Stored data entries:
»»

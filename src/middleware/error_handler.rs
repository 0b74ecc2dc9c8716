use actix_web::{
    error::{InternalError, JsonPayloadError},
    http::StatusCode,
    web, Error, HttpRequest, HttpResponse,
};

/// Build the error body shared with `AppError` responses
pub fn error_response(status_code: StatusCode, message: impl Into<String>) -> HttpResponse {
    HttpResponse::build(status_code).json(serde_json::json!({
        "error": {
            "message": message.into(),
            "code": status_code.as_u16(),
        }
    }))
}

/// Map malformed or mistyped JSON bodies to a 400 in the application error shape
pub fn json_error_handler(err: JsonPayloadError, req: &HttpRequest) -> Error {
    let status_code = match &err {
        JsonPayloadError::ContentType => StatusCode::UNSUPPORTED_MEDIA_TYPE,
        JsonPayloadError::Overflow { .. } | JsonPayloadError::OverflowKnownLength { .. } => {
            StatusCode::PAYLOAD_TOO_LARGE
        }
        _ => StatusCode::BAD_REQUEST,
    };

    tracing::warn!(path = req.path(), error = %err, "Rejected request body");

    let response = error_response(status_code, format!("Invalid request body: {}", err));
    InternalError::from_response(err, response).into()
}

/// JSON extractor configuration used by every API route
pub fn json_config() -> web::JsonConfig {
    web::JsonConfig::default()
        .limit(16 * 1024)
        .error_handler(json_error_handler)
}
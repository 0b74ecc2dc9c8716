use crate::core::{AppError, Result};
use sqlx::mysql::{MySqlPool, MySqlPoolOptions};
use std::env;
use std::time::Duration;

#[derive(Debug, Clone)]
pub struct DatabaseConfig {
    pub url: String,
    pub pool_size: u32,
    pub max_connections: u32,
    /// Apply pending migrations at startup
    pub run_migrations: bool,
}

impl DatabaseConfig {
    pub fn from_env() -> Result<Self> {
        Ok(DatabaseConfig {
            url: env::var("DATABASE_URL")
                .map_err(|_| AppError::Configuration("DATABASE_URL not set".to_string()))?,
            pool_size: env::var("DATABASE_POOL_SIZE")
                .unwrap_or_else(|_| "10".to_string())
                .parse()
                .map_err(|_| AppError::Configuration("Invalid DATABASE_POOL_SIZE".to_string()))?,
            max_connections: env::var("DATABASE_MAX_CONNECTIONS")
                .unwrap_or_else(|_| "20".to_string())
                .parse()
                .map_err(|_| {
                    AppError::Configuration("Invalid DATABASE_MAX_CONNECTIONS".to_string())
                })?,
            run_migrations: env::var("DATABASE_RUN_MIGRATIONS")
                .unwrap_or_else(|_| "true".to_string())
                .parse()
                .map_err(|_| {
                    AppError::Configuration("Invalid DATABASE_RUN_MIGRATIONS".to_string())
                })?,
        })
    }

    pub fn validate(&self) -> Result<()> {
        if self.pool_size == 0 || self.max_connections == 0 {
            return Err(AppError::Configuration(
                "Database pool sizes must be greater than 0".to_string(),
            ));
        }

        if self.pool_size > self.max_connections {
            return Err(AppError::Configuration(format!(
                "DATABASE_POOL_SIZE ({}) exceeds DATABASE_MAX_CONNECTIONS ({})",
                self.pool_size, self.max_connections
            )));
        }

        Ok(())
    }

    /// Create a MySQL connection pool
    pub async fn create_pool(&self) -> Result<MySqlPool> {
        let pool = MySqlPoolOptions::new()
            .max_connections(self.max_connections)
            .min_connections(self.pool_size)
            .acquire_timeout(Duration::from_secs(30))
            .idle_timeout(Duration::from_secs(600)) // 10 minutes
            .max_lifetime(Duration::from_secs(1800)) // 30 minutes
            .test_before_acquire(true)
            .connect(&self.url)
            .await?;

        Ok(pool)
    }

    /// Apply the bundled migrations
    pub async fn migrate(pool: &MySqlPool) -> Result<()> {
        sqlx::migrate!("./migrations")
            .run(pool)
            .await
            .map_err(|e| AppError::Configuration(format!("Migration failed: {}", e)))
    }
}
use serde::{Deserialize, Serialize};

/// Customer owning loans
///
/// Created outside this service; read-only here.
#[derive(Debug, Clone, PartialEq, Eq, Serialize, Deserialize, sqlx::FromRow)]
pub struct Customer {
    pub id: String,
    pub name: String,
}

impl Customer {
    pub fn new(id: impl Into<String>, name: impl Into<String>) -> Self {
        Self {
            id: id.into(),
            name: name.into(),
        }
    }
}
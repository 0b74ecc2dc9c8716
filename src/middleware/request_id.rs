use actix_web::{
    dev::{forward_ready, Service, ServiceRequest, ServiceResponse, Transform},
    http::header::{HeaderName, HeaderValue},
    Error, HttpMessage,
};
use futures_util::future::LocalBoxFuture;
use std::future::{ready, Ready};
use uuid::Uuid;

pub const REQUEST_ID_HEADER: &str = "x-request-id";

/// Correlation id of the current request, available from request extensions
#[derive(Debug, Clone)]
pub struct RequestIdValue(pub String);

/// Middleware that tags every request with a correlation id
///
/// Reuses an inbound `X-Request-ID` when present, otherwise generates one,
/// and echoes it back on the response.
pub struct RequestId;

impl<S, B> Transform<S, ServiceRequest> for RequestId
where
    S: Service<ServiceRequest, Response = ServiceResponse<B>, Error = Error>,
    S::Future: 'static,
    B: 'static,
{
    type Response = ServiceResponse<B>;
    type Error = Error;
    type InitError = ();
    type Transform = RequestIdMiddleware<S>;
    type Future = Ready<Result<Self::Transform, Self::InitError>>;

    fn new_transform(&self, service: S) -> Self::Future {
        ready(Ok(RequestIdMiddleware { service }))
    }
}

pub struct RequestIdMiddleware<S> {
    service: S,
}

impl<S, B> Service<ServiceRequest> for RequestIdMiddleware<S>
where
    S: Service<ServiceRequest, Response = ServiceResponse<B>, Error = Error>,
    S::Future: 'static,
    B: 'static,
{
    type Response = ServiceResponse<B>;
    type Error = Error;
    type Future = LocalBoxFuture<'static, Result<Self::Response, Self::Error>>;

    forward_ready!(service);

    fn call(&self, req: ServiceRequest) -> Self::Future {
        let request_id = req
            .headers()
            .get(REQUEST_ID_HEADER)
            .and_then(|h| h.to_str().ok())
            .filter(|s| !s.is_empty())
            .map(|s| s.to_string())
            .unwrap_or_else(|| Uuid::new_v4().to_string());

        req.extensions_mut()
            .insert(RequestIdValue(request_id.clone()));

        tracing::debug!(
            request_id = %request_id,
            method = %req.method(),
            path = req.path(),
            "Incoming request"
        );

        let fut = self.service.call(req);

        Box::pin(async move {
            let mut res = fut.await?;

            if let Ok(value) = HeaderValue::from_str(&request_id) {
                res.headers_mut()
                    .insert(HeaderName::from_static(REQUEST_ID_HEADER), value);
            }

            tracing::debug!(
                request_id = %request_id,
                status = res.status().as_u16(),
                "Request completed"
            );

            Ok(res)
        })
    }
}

««

What to do:
Wherever the string "filename" is found in the entries, copy the line it sits in.

Task output:
filename src/middleware/error_handler.rs
filename src/middleware/request_id.rs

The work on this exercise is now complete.